(WHAT IS REQUIRED): Report every line of the data that includes "waveforms".

Dataset entries
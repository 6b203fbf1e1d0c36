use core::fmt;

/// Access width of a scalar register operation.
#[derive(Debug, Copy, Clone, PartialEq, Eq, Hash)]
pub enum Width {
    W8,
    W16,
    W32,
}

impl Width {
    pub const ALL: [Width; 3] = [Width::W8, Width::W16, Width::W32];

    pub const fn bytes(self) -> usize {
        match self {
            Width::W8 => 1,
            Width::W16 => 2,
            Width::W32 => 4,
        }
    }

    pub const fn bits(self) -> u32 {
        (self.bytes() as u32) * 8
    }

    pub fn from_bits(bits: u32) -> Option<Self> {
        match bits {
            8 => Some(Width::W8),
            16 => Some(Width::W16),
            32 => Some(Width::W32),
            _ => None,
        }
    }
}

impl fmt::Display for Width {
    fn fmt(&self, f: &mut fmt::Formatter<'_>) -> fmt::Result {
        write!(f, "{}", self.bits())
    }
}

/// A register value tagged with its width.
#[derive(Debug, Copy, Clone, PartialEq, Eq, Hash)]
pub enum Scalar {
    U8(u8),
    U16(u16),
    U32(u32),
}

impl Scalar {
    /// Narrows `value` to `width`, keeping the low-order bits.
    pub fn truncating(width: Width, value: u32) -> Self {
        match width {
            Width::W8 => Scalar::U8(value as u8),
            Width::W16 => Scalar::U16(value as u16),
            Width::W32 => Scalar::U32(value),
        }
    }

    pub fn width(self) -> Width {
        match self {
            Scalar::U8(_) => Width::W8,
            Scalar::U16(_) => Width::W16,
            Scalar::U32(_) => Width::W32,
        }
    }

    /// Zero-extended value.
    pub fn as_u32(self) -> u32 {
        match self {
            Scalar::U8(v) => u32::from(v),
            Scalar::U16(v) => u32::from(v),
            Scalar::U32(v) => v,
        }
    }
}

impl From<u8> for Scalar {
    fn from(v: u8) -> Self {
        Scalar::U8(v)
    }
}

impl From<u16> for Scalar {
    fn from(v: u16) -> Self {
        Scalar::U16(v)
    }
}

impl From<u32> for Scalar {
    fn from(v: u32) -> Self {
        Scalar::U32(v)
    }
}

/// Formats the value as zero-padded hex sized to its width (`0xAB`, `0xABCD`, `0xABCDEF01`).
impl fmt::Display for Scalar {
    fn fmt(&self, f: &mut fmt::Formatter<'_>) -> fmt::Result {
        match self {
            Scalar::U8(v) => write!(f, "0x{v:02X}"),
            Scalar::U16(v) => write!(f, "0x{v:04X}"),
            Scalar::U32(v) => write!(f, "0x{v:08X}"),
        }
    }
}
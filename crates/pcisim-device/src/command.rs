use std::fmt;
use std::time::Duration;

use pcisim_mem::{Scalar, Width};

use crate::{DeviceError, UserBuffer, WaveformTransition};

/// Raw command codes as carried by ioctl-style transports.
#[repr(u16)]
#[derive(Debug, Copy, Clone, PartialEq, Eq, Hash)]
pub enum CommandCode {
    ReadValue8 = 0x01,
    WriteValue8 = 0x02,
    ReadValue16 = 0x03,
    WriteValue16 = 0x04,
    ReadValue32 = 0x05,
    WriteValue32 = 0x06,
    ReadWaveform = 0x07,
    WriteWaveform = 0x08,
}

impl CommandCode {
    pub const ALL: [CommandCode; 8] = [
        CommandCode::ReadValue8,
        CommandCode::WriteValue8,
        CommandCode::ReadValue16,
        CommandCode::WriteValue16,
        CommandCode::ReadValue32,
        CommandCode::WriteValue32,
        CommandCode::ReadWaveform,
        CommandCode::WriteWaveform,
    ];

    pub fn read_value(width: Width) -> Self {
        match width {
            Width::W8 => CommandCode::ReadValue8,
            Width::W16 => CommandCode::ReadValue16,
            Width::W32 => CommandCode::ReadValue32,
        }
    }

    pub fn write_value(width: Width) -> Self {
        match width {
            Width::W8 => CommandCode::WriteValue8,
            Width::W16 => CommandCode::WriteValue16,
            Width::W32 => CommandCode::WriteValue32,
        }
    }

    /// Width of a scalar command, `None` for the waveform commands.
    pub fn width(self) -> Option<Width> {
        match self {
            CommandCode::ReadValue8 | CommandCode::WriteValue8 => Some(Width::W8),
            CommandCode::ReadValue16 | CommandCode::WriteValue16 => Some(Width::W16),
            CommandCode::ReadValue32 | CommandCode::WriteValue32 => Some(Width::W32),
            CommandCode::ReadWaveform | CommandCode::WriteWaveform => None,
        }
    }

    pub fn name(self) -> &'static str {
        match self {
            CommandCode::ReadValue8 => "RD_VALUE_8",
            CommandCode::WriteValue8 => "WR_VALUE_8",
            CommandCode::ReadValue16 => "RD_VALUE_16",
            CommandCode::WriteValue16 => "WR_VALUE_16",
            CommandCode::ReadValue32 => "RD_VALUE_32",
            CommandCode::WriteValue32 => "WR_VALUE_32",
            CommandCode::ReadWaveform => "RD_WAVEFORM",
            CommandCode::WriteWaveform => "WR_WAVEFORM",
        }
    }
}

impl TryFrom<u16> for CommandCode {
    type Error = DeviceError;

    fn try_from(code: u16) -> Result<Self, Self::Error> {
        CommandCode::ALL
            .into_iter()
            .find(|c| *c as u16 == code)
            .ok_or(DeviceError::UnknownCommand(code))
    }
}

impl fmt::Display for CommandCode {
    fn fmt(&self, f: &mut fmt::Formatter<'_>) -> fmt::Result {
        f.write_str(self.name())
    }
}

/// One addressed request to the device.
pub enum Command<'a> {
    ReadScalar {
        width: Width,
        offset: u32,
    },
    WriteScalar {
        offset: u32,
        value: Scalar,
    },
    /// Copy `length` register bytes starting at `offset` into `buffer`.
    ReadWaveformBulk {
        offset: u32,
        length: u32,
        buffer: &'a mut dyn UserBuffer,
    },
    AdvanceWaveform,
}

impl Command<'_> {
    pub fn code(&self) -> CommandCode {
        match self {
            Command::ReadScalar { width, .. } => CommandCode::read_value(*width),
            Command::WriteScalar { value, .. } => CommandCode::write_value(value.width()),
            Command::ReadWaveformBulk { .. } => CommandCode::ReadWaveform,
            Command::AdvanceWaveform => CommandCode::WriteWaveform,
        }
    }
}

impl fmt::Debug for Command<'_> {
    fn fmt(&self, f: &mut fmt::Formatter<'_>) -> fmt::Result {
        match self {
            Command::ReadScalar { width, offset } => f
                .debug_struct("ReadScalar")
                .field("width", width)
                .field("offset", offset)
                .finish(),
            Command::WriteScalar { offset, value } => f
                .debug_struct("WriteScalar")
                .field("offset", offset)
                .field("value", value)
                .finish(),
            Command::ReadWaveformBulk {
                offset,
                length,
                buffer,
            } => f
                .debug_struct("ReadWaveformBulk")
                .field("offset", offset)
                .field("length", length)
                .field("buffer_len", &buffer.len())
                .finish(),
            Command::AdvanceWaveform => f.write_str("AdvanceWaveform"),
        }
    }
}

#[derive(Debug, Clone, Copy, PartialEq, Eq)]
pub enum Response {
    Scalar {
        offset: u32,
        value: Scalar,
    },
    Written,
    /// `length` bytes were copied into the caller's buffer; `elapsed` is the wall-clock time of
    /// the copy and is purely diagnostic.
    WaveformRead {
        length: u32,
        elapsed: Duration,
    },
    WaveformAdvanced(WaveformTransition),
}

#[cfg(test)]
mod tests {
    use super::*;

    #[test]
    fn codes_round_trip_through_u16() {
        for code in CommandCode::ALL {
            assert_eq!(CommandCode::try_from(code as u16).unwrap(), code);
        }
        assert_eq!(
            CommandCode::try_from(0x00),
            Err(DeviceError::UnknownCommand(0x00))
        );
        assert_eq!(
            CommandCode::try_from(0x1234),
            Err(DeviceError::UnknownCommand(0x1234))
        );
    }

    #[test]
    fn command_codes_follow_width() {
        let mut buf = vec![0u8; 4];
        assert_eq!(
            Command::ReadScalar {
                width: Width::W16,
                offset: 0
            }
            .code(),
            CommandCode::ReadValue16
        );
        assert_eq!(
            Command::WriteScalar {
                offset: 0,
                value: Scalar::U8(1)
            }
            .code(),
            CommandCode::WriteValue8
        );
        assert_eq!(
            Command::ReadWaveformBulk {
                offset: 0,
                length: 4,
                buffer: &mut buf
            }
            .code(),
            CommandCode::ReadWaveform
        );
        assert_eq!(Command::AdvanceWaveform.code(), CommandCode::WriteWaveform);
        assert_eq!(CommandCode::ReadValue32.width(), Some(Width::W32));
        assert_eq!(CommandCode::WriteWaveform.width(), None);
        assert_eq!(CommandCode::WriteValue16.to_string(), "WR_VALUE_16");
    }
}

==

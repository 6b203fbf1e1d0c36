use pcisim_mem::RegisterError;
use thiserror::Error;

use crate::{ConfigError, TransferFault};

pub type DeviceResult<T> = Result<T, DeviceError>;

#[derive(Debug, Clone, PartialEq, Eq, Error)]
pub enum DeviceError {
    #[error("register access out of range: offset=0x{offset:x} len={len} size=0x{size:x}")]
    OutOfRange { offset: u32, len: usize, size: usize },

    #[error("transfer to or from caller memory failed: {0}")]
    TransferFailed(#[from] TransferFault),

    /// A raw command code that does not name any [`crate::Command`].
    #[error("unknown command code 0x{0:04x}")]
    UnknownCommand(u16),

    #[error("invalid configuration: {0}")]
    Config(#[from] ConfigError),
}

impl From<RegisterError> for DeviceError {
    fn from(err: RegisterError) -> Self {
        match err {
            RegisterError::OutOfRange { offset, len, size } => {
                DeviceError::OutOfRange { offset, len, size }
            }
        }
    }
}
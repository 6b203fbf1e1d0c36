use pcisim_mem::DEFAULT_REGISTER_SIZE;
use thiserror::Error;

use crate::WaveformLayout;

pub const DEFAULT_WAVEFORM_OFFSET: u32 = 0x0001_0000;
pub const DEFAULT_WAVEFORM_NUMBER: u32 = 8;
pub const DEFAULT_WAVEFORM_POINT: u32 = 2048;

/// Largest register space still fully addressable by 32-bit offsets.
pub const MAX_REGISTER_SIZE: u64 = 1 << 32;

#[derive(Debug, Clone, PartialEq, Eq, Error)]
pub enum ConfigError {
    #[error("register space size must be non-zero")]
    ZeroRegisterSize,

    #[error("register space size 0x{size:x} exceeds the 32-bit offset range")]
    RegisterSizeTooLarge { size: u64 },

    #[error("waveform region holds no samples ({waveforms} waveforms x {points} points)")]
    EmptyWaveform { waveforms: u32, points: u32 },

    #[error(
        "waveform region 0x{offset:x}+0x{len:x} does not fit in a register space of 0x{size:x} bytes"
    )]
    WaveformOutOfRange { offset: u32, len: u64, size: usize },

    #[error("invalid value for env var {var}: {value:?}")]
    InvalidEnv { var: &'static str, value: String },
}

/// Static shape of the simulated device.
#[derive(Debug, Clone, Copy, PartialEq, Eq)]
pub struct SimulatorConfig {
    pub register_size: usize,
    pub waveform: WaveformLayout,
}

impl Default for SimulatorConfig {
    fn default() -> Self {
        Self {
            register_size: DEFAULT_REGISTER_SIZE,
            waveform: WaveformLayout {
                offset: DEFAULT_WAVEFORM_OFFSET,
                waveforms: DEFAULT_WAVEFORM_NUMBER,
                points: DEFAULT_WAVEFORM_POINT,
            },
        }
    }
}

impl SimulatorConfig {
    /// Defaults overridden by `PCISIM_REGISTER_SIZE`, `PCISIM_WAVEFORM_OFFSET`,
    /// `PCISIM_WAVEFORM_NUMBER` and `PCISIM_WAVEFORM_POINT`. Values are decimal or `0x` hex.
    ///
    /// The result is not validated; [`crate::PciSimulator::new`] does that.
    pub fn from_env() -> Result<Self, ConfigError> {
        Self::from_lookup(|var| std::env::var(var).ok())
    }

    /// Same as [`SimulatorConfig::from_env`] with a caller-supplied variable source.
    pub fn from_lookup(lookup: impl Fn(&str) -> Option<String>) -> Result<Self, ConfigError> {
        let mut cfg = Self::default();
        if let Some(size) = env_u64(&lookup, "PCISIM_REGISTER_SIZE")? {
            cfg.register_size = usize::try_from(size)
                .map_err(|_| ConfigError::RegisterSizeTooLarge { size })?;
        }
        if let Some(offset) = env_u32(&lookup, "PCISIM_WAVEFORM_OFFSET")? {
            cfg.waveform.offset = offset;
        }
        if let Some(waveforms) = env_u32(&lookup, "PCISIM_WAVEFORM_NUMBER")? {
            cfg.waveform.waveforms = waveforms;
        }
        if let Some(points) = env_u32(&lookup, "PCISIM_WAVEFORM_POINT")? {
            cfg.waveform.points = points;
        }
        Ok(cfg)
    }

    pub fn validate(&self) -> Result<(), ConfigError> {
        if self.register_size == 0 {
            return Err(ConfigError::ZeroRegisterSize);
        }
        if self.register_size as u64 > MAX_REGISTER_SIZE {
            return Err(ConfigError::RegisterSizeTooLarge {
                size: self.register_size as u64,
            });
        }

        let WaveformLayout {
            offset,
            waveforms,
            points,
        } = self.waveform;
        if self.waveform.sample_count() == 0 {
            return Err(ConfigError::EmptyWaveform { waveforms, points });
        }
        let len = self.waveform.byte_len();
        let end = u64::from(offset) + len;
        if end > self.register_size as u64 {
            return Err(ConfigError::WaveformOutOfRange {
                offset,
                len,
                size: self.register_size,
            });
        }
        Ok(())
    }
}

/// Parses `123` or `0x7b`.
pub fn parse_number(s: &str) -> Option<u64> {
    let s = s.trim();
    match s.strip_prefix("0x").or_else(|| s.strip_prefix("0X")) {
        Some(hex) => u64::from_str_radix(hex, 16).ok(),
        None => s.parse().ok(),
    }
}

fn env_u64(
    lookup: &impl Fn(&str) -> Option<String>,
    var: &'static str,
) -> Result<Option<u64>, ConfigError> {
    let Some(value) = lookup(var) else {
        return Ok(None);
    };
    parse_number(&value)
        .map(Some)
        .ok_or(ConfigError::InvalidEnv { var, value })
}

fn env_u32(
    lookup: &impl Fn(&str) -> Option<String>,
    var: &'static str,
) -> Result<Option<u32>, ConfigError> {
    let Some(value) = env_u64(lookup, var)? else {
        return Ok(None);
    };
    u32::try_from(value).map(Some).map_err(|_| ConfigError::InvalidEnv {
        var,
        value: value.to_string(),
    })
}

(OUTPUT OF THE EXERCISE):
    #[error("waveform region holds no samples ({waveforms} waveforms x {points} points)")]
    EmptyWaveform { waveforms: u32, points: u32 },
                waveforms: DEFAULT_WAVEFORM_NUMBER,
        if let Some(waveforms) = env_u32(&lookup, "PCISIM_WAVEFORM_NUMBER")? {
            cfg.waveform.waveforms = waveforms;
            waveforms,
            return Err(ConfigError::EmptyWaveform { waveforms, points });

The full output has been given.